温和宁点头答应,二人约好了时间,她便下车回了家。
……
敦亲王府中,丝竹声悠然响起。
厅内主位上的敦亲王养得圆润富态,正随着音律,轻轻拍着掌心的小手,那手的主人,正是与他坐在一起的敦亲王妃。
虽年过四十,却风韵犹存,府中更是只有她一个女子,备受宠爱。
敦亲王是天启帝同母一脉的亲弟弟,却毫无才能,更不善权谋,只喜音律美酒,偏还是个痴情种,就算是在家宴请歌姬,也都会带上自己的王妃。
因此事,在王室贵族之间颇负盛名。
一曲凤求凰之后,文姬款款登场献艺。
行走间,那百花探春的样式,引得敦亲王妃眸光都亮了起来。
敦亲王瞥向下手位。
“君御,这桃艺坊的琵琶可是一绝,听闻这文姬姑娘还是你的红粉知己,本王待你不错吧?”
喝得微醺的颜君御懒懒的靠坐在软椅上,眉眼轻挑,俊逸如仙,抬手冲着文姬举了举酒盏,只一个简单的动作,却撩的人心尖发颤。

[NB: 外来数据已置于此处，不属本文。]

// Copyright 2016 Mozilla Foundation
//
// Licensed under the Apache License, Version 2.0 (the "License");
// you may not use this file except in compliance with the License.
// You may obtain a copy of the License at
//
//     http://www.apache.org/licenses/LICENSE-2.0
//
// Unless required by applicable law or agreed to in writing, software
// distributed under the License is distributed on an "AS IS" BASIS,
// WITHOUT WARRANTIES OR CONDITIONS OF ANY KIND, either express or implied.
// See the License for the specific language governing permissions and
// limitations under the License.

use crate::cache::utils::{key_path, TEMP_ENTRY_PREFIX};
use crate::cache::{Cache, CacheRead, CacheWrite, Storage};
use crate::util::format_size;
use fs_err as fs;
use std::io::{self, Write};
use std::path::{Path, PathBuf};
use std::time::{Duration, Instant};
use walkdir::WalkDir;

use crate::errors::*;

/// A cache that stores entries at local disk paths.
///
/// Entries live at `<root>/<k0>/<k1>/<k2>/<key>`. Every write goes to a
/// temporary file in the destination directory first and is renamed into
/// place, so any number of processes may share one root.
#[derive(Clone, Debug)]
pub struct DiskCache {
    /// The root directory of the cache.
    root: PathBuf,
    /// Advisory size limit, reported but not enforced.
    max_size: u64,
}

impl DiskCache {
    /// Create a new `DiskCache` rooted at `root`, with `max_size` as the reported limit.
    pub fn new<T: Into<PathBuf>>(root: T, max_size: u64) -> DiskCache {
        DiskCache {
            root: root.into(),
            max_size,
        }
    }

    pub fn root(&self) -> &Path {
        &self.root
    }

    /// All regular files under the root, in-flight temporaries included.
    fn files(&self) -> impl Iterator<Item = walkdir::DirEntry> {
        WalkDir::new(&self.root)
            .into_iter()
            .filter_map(|e| e.ok())
            .filter(|e| e.file_type().is_file())
    }

    /// The number of complete entries in the cache.
    pub fn entry_count(&self) -> u64 {
        self.files()
            .filter(|e| !e.file_name().to_string_lossy().starts_with(TEMP_ENTRY_PREFIX))
            .count() as u64
    }

    /// Remove every entry, and any temporary file left behind by an
    /// interrupted store. The root directory itself is kept.
    pub fn clear(&self) -> Result<()> {
        let entries = match fs::read_dir(&self.root) {
            Ok(entries) => entries,
            Err(e) if e.kind() == io::ErrorKind::NotFound => return Ok(()),
            Err(e) => return Err(e.into()),
        };
        for entry in entries {
            let path = entry?.path();
            if path.is_dir() {
                fs::remove_dir_all(&path)?;
            } else {
                fs::remove_file(&path)?;
            }
        }
        debug!("Cleared cache at {:?}", self.root);
        Ok(())
    }
}

impl Storage for DiskCache {
    fn get(&self, key: &str) -> Result<Cache> {
        trace!("DiskCache::get({})", key);
        let path = key_path(&self.root, key)?;
        let f = match fs::File::open(&path) {
            Ok(f) => f,
            Err(e) if e.kind() == io::ErrorKind::NotFound => return Ok(Cache::Miss),
            Err(e) => return Err(e.into()),
        };
        let entry = CacheRead::from(f).with_context(|| format!("corrupt cache entry {:?}", path))?;
        Ok(Cache::Hit(entry))
    }

    fn put(&self, key: &str, entry: CacheWrite) -> Result<Duration> {
        trace!("DiskCache::put({})", key);
        let start = Instant::now();
        let path = key_path(&self.root, key)?;
        let dir = match path.parent() {
            Some(dir) => dir,
            None => bail!("cache entry {:?} has no parent directory", path),
        };
        fs::create_dir_all(dir)?;
        let bytes = entry.finish()?;
        let mut tmp = tempfile::Builder::new()
            .prefix(TEMP_ENTRY_PREFIX)
            .tempfile_in(dir)
            .with_context(|| format!("failed to create temporary entry in {:?}", dir))?;
        tmp.write_all(&bytes)?;
        tmp.flush()?;
        tmp.persist(&path)
            .map_err(|e| e.error)
            .with_context(|| format!("failed to move cache entry into place at {:?}", path))?;
        Ok(start.elapsed())
    }

    fn location(&self) -> String {
        format!("Local disk: {:?}", self.root)
    }

    fn current_size(&self) -> Result<Option<u64>> {
        let size = self
            .files()
            .filter_map(|e| e.metadata().ok())
            .map(|m| m.len())
            .sum::<u64>();
        trace!(
            "DiskCache size {} of {}",
            format_size(size),
            format_size(self.max_size)
        );
        Ok(Some(size))
    }

    fn max_size(&self) -> Result<Option<u64>> {
        Ok(Some(self.max_size))
    }
}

文姬羞红了脸,眉眼含春的冲着他福身见礼,惹得敦亲王哈哈大笑,“你爷爷催你成婚,都催白了头,你这红粉遍地,却一个也不娶,可要急死人。”
颜君御仰头将杯中酒一饮而尽。
“王叔,我也想跟你一样,寻个一世一双人的伴侣,等我寻到了,一定请你喝最好的酒。”
这话听得敦亲王面露红光,甚是顺耳。
文姬已经落座,指尖轻抬,铮铮之声如划破长空而来。
一曲结束,颜君御都不由鼓起掌。
“文姬姑娘的琵琶,无论何时听,都震撼人心。”
“多谢世子谬赞。”文姬起身道谢,敦亲王也听得欢喜,大手一挥,“赏。”
文姬正准备退下,敦亲王妃却忽然开口,“姑娘这裙子很是别致,特别是裙摆处的那抹春色,你凑近些我瞧瞧。”
见她喜欢,敦亲王赶紧招手。
“快过来,给我夫人瞧瞧,你这是哪家铺子的手艺?”
颜君御也瞥了一眼,虽觉惊艳,却并不感兴趣。
文姬忙上前跪在敦亲王妃面前。
待看清后,敦亲王妃的脸色却是微微一变。
“这缝衣的手法,倒是很像我认识的一位故人。文姬姑娘,这抹春色,和你这身衣服,不是一个裁缝做的吧?”
文姬心下一紧,也不敢隐瞒,老老实实说了详情。
“一个年轻姑娘?”敦亲王妃美眸微眯,“十八九岁竟有这般手艺,我倒是想见识一下。”